Mixedpickles In The Bays Of Sardinia 06 Extra Quality May 2026

By Luca Piredda
Golfo di Orosei, Sardinia

Somewhere between a sailor’s superstition and a sommelier’s fever dream lies a jar. It has no label—just a rusted lid, a hand-scratched date (VI.2006), and the faint, briny ghost of a summer that refused to end.

Locals call it la scatola della memoria—the box of memory. But officially, if you search the dusty corners of Alghero’s mercato ittico, you might hear a whisper: “I sottaceti misti delle calette—extra qualità.”

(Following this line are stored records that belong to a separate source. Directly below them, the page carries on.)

use std::time::Duration;

use crate::Vec2;

/// Per-element pointer/keyboard state plus the animated hover and click
/// intensities derived from it.
///
/// `click_percent` and `hover_percent` ramp linearly toward 100 while the
/// matching flag is set and toward 0 otherwise, covering the full range in
/// one fade time.
#[derive(Clone, Debug, Default, PartialEq)]
pub struct InteractionState {
    pub is_clicked: bool,
    pub is_hovered: bool,
    pub is_kb_focused: bool,
    /// Keep keyboard focus even when the pointer is released elsewhere.
    pub keep_kb_focus: bool,
    pub click_percent: f32,
    pub hover_percent: f32,
    /// Pointer position relative to the element's top-left, `None` when the
    /// pointer is not over the element.
    pub pointer: Option<Vec2>,
}

impl InteractionState {
    pub const fn new() -> Self {
        Self {
            is_clicked: false,
            is_hovered: false,
            is_kb_focused: false,
            keep_kb_focus: false,
            click_percent: 0.0,
            hover_percent: 0.0,
            pointer: None,
        }
    }

    /// Advances both intensities by `dt`.
    pub fn advance(&mut self, dt: Duration, fade: Duration) {
        let delta = if fade.is_zero() {
            100.0
        } else {
            100.0 * dt.as_secs_f32() / fade.as_secs_f32()
        };
        self.click_percent = step(self.click_percent, delta, self.is_clicked);
        self.hover_percent = step(self.hover_percent, delta, self.is_hovered);
    }

    /// Whether either intensity is still visible; animated widgets redraw
    /// while this holds.
    pub fn is_animating(&self) -> bool {
        self.click_percent > 0.0 || self.hover_percent > 0.0
    }
}

fn step(value: f32, delta: f32, up: bool) -> f32 {
    let signed = if up { delta } else { -delta };
    (value + signed).clamp(0.0, 100.0)
}
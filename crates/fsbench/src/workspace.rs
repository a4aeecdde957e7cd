//! Scratch directory lifecycle.
//!
//! Housekeeping is best-effort: creation and removal never abort a run. Errors
//! whose kind is in the ignorable set are dropped silently, anything else is
//! logged and skipped.

use crate::fs::FileSystem;
use std::io;
use std::path::{Path, PathBuf};

/// Suffix shared by every generated scratch file.
pub const TEMP_SUFFIX: &str = ".tmp";

/// Fixed file names written by the real-world scenario.
pub const SCENARIO_FILES: [&str; 4] = [
    "config.json",
    "settings.json",
    "data.json",
    "cache.json",
];

/// Scratch file name prefixes, one per phase.
pub const WRITE_PREFIX: &str = "write_";
pub const READ_PREFIX: &str = "read_";
pub const CONCURRENT_PREFIX: &str = "concurrent_";
pub const STAT_FILE: &str = "stat.tmp";

/// Error kinds that housekeeping treats as success.
const IGNORABLE_KINDS: [io::ErrorKind; 2] =
    [io::ErrorKind::NotFound, io::ErrorKind::AlreadyExists];

/// Whether a housekeeping error can be dropped without logging.
pub fn is_ignorable(err: &io::Error) -> bool {
    IGNORABLE_KINDS.contains(&err.kind())
}

/// The scratch directory all phases write into.
#[derive(Debug, Clone)]
pub struct Workspace {
    root: PathBuf,
}

impl Workspace {
    pub fn new(root: impl Into<PathBuf>) -> Self {
        Self { root: root.into() }
    }

    pub fn root(&self) -> &Path {
        &self.root
    }

    /// Path of the `index`-th scratch file for a phase prefix, e.g. `write_3.tmp`.
    pub fn scratch_file(&self, prefix: &str, index: usize) -> PathBuf {
        self.root.join(format!("{prefix}{index}{TEMP_SUFFIX}"))
    }

    /// Path of a fixed-name file inside the workspace.
    pub fn file(&self, name: &str) -> PathBuf {
        self.root.join(name)
    }

    /// Create the directory. An existing directory is not an error.
    pub async fn ensure<F: FileSystem>(&self, fs: &F) {
        match fs.create_dir(&self.root).await {
            Ok(()) => tracing::debug!("Created workspace {}", self.root.display()),
            Err(e) if e.kind() == io::ErrorKind::AlreadyExists => {
                tracing::debug!("Workspace {} already exists", self.root.display());
            }
            Err(e) => {
                tracing::warn!("Failed to create workspace {}: {}", self.root.display(), e);
            }
        }
    }

    /// Remove every scratch file and scenario file, leaving the directory empty.
    ///
    /// Returns the number of entries removed. A missing directory counts as clean.
    pub async fn cleanup<F: FileSystem>(&self, fs: &F) -> usize {
        let mut removed = 0;

        match fs.list_dir(&self.root).await {
            Ok(names) => {
                for name in names.iter().filter(|n| n.ends_with(TEMP_SUFFIX)) {
                    if remove_best_effort(fs, &self.root.join(name)).await {
                        removed += 1;
                    }
                }
            }
            Err(e) if is_ignorable(&e) => {}
            Err(e) => {
                tracing::warn!("Failed to list workspace {}: {}", self.root.display(), e);
            }
        }

        for name in SCENARIO_FILES {
            if remove_best_effort(fs, &self.file(name)).await {
                removed += 1;
            }
        }

        tracing::debug!("Cleanup removed {} entries from {}", removed, self.root.display());
        removed
    }

    /// Final cleanup followed by removal of the directory itself.
    pub async fn teardown<F: FileSystem>(&self, fs: &F) {
        self.cleanup(fs).await;
        match fs.remove_dir(&self.root).await {
            Ok(()) => tracing::debug!("Removed workspace {}", self.root.display()),
            Err(e) if is_ignorable(&e) => {}
            Err(e) => {
                tracing::warn!("Failed to remove workspace {}: {}", self.root.display(), e);
            }
        }
    }
}

/// Remove a file, reporting whether it existed.
async fn remove_best_effort<F: FileSystem>(fs: &F, path: &Path) -> bool {
    match fs.remove_file(path).await {
        Ok(()) => true,
        Err(e) if is_ignorable(&e) => false,
        Err(e) => {
            tracing::warn!("Failed to remove {}: {}", path.display(), e);
            false
        }
    }
}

Mixed pickles. From the bays of Sardinia. Vintage 2006. Extra quality. mixedpickles in the bays of sardinia 06 extra quality

Unlike mass-market pickles, this artisan product continues to evolve. Store in a cool, dark cellar (12-15°C) after opening. The brine may turn slightly cloudy—this is a sign of live lactobacillus activity. Consume within 18 months of the “06” batch date for optimal crunch. However, aficionados claim that a 3-year-old jar develops a mellow, almost sherry-like complexity that is unmatched.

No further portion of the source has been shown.